1/21/14

Hip Joint Injection

Acute capsulitis

Causes and findings:
• Osteoarthritis, rheumatoid arthritis or traumatic capsulitis with night pain and severe radiating pain no longer responding to physiotherapy
• May be on waiting list for surgery
• Buttock, groin and/or anterior thigh pain
• Painful limitation in capsular pattern - most: loss of medial rotation; less: loss of flexion and abduction; least: loss of extension
• Hard end-feel on passive testing

Equipment:
Syringe - 5ml
Needle - 22G 3.5 inches (90mm) spinal
Kenalog 40 - 40 mg
Lidocaine - 4 ml 1%
Total volume - 5 ml

Anatomy:
The hip joint capsule attaches to the base of the surgical neck of the femur. Therefore, if the needle is inserted into the neck, the solution will be deposited
within the capsule. The safest and easiest approach is from the lateral aspect.
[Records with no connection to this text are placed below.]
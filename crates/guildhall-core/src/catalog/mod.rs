//! ============================================================================
//! Catalog - Static item dataset and lazy seeding
//! ============================================================================
//! The items table is filled from `CATALOG` the first time it is listed while
//! empty. The emptiness check and the inserts share one write transaction, so
//! two concurrent first listings cannot both seed.
//! ============================================================================

mod data;

pub use data::{CatalogEntry, CATALOG, CATALOG_VERSION};

use redb::ReadableTableMetadata;
use tracing::{debug, info};

use crate::db::{encode, next_id, ItemRecord, Store, CATALOG_VERSION_KEY, ITEMS, META, SEQ_ITEMS};
use crate::error::ShopResult;
use crate::types::ItemView;

impl Store {
    /// Seed the items table if it is empty. Returns true if rows were written.
    pub fn seed_catalog(&self) -> ShopResult<bool> {
        let txn = self.begin_write()?;
        let seeded = {
            let mut items = txn.open_table(ITEMS)?;
            if !items.is_empty()? {
                false
            } else {
                let mut meta = txn.open_table(META)?;
                for entry in CATALOG {
                    let id = next_id(&mut meta, SEQ_ITEMS)?;
                    let record = to_record(id, entry);
                    items.insert(id, encode(&record)?.as_slice())?;
                }
                meta.insert(CATALOG_VERSION_KEY, CATALOG_VERSION)?;
                true
            }
        };
        txn.commit()?;

        if seeded {
            info!(
                "Seeded catalog v{} with {} items",
                CATALOG_VERSION,
                CATALOG.len()
            );
        }
        Ok(seeded)
    }

    /// Shop listing: seeds on first use, then orders by rarity, coin price,
    /// gem price (id breaks remaining ties).
    pub fn list_items(&self) -> ShopResult<Vec<ItemView>> {
        self.seed_catalog()?;

        let mut records = self.list_item_records()?;
        records.sort_by_key(|i| (i.rarity, i.price_coins, i.price_gems, i.id));

        debug!("Listing {} catalog items", records.len());
        Ok(records.iter().map(ItemView::from).collect())
    }
}

fn to_record(id: u64, entry: &CatalogEntry) -> ItemRecord {
    ItemRecord {
        id,
        name: entry.name.to_string(),
        icon: entry.icon.to_string(),
        description: entry.description.to_string(),
        category: entry.category,
        rarity: entry.rarity,
        price_coins: entry.price_coins,
        price_gems: entry.price_gems,
        attack_bonus: entry.attack_bonus,
        defense_bonus: entry.defense_bonus,
        health_bonus: entry.health_bonus,
        stackable: entry.stackable,
        tradeable: entry.tradeable,
    }
}

#[cfg(test)]
mod tests {
    use super::*;
    use crate::types::Rarity;

    #[test]
    fn test_first_listing_seeds_once() {
        let store = Store::in_memory().unwrap();
        assert!(store.seed_catalog().unwrap());
        assert!(!store.seed_catalog().unwrap());
        assert_eq!(store.list_item_records().unwrap().len(), CATALOG.len());
        assert_eq!(store.catalog_version().unwrap(), Some(CATALOG_VERSION));
    }

    #[test]
    fn test_listing_is_idempotent_and_ordered() {
        let store = Store::in_memory().unwrap();
        let first = store.list_items().unwrap();
        let second = store.list_items().unwrap();
        assert_eq!(first, second);
        assert_eq!(first.len(), CATALOG.len());

        for pair in first.windows(2) {
            let a = (pair[0].rarity, pair[0].price_coins, pair[0].price_gems);
            let b = (pair[1].rarity, pair[1].price_coins, pair[1].price_gems);
            assert!(a <= b, "{:?} listed before {:?}", a, b);
        }
        assert_eq!(first.first().unwrap().rarity, Rarity::Common);
        assert_eq!(first.last().unwrap().rarity, Rarity::Legendary);
    }

    #[test]
    fn test_ids_follow_declaration_order() {
        let store = Store::in_memory().unwrap();
        store.seed_catalog().unwrap();

        let first = store.get_item(1).unwrap().unwrap();
        assert_eq!(first.name, CATALOG[0].name);
        let last = store.get_item(CATALOG.len() as u64).unwrap().unwrap();
        assert_eq!(last.name, CATALOG[CATALOG.len() - 1].name);
        assert!(store.get_item(CATALOG.len() as u64 + 1).unwrap().is_none());
    }

    #[test]
    fn test_cheapest_common_item_listed_first() {
        let store = Store::in_memory().unwrap();
        let items = store.list_items().unwrap();
        assert_eq!(items[0].name, "Bread");
    }
}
The greater trochanter is triangular in shape with a sharp angulation
inwards or the apex overhanging the neck. This part is difficult to palpate, especially on patients with excessive adipose tissue, so insert needle at least a thumb's width proximal to the most prominent part of the trochanter.

Technique
• Patient lies on pain-free side with lower leg flexed and upper leg straight and resting on pillow so that it lies horizontal
• Identify apex of greater trochanter with finger while passively abducting patient's upper leg
• Insert needle perpendicularly about a thumb's width proximal to palpable apex of trochanter until it touches the neck of femur
• Inject solution as a bolus

Aftercare:
Patient gradually increases pain-free activity maintaining range with a home stretching routine but limits weight-bearing exercise.

Comments:
The lateral approach to the hip joint is both simple and safe. It is not necessary to do the technique under fluoroscopy and the procedure is not painful. There is usually no sensation of penetrating the capsule. This injection is usually given to patients who are on a waiting list for surgery, but the joint should not be
injected within at least 6 weeks of surgery because reduced immunity could result in greater possible risk of infection. It is usually successful in giving temporary
pain relief and can, if necessary, be repeated at intervals of no less than 3 months. An annual X-ray monitors degenerative changes.

Alternative approaches:
For large patients the total volume can be increased to 8-10 ml. Forty mg Adcortyl, giving 4 ml of volume, might be the preferred steroid here. For large individuals, a longer spinal needle might be required. During the early stages of the degenerative process, when the pain is local, there is minimal night pain and end feels are still elastic with reasonably good function, physiotherapy can be effective.